__What this task involves__
Write the data out again in full, with no departure from the original.

Stored items

*****

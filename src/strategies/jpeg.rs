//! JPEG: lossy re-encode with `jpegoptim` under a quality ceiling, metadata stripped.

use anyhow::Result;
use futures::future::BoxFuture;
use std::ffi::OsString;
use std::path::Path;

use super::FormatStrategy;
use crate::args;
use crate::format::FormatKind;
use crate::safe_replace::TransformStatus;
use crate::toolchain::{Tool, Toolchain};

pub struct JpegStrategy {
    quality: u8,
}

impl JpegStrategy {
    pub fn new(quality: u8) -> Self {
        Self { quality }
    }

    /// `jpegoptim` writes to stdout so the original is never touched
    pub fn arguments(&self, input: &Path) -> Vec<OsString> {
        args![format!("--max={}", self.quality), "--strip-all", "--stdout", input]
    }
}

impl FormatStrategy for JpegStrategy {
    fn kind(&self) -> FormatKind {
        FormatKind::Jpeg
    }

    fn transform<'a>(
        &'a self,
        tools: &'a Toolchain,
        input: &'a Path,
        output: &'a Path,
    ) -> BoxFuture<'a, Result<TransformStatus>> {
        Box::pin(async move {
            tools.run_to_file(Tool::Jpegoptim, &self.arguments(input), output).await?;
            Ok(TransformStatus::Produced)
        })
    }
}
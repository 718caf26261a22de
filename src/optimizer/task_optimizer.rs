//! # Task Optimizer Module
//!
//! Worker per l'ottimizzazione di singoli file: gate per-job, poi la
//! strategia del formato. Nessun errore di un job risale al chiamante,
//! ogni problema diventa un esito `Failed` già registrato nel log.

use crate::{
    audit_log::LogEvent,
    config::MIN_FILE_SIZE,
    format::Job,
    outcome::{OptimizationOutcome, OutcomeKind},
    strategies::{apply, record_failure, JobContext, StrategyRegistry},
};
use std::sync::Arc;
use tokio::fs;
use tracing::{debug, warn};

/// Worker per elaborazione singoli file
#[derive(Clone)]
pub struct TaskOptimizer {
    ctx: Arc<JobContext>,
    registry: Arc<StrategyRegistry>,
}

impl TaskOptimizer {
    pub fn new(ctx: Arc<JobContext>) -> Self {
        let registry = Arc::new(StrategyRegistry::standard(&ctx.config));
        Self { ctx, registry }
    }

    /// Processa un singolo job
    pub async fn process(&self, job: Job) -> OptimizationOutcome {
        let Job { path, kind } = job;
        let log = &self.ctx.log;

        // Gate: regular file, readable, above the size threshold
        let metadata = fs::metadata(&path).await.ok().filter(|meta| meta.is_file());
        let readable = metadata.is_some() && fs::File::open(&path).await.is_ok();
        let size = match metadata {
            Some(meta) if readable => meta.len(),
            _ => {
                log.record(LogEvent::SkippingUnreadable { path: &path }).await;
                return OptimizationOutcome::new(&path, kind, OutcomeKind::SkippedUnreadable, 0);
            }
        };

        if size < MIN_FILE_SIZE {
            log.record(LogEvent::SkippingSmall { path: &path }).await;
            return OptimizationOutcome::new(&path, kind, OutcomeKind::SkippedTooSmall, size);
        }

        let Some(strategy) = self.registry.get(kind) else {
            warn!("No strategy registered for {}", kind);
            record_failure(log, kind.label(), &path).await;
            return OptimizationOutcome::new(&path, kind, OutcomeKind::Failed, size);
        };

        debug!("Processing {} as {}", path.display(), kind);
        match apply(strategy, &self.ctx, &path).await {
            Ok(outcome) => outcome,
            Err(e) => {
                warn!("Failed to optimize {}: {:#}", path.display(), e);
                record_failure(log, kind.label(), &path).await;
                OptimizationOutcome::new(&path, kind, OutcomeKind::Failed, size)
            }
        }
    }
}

*****

__Output of the exercise__
filename src/strategies/jpeg.rs
//! JPEG: lossy re-encode with `jpegoptim` under a quality ceiling, metadata stripped.

use anyhow::Result;
use futures::future::BoxFuture;
use std::ffi::OsString;
use std::path::Path;

use super::FormatStrategy;
use crate::args;
use crate::format::FormatKind;
use crate::safe_replace::TransformStatus;
use crate::toolchain::{Tool, Toolchain};

pub struct JpegStrategy {
    quality: u8,
}

impl JpegStrategy {
    pub fn new(quality: u8) -> Self {
        Self { quality }
    }

    /// `jpegoptim` writes to stdout so the original is never touched
    pub fn arguments(&self, input: &Path) -> Vec<OsString> {
        args![format!("--max={}", self.quality), "--strip-all", "--stdout", input]
    }
}

impl FormatStrategy for JpegStrategy {
    fn kind(&self) -> FormatKind {
        FormatKind::Jpeg
    }

    fn transform<'a>(
        &'a self,
        tools: &'a Toolchain,
        input: &'a Path,
        output: &'a Path,
    ) -> BoxFuture<'a, Result<TransformStatus>> {
        Box::pin(async move {
            tools.run_to_file(Tool::Jpegoptim, &self.arguments(input), output).await?;
            Ok(TransformStatus::Produced)
        })
    }
}
repository 718caf26261a22de
filename src/optimizer/task_optimizer.rs
//! # Task Optimizer Module
//!
//! Worker per l'ottimizzazione di singoli file: gate per-job, poi la
//! strategia del formato. Nessun errore di un job risale al chiamante,
//! ogni problema diventa un esito `Failed` già registrato nel log.

use crate::{
    audit_log::LogEvent,
    config::MIN_FILE_SIZE,
    format::Job,
    outcome::{OptimizationOutcome, OutcomeKind},
    strategies::{apply, record_failure, JobContext, StrategyRegistry},
};
use std::sync::Arc;
use tokio::fs;
use tracing::{debug, warn};

/// Worker per elaborazione singoli file
#[derive(Clone)]
pub struct TaskOptimizer {
    ctx: Arc<JobContext>,
    registry: Arc<StrategyRegistry>,
}

impl TaskOptimizer {
    pub fn new(ctx: Arc<JobContext>) -> Self {
        let registry = Arc::new(StrategyRegistry::standard(&ctx.config));
        Self { ctx, registry }
    }

    /// Processa un singolo job
    pub async fn process(&self, job: Job) -> OptimizationOutcome {
        let Job { path, kind } = job;
        let log = &self.ctx.log;

        // Gate: regular file, readable, above the size threshold
        let metadata = fs::metadata(&path).await.ok().filter(|meta| meta.is_file());
        let readable = metadata.is_some() && fs::File::open(&path).await.is_ok();
        let size = match metadata {
            Some(meta) if readable => meta.len(),
            _ => {
                log.record(LogEvent::SkippingUnreadable { path: &path }).await;
                return OptimizationOutcome::new(&path, kind, OutcomeKind::SkippedUnreadable, 0);
            }
        };

        if size < MIN_FILE_SIZE {
            log.record(LogEvent::SkippingSmall { path: &path }).await;
            return OptimizationOutcome::new(&path, kind, OutcomeKind::SkippedTooSmall, size);
        }

        let Some(strategy) = self.registry.get(kind) else {
            warn!("No strategy registered for {}", kind);
            record_failure(log, kind.label(), &path).await;
            return OptimizationOutcome::new(&path, kind, OutcomeKind::Failed, size);
        };

        debug!("Processing {} as {}", path.display(), kind);
        match apply(strategy, &self.ctx, &path).await {
            Ok(outcome) => outcome,
            Err(e) => {
                warn!("Failed to optimize {}: {:#}", path.display(), e);
                record_failure(log, kind.label(), &path).await;
                OptimizationOutcome::new(&path, kind, OutcomeKind::Failed, size)
            }
        }
    }
}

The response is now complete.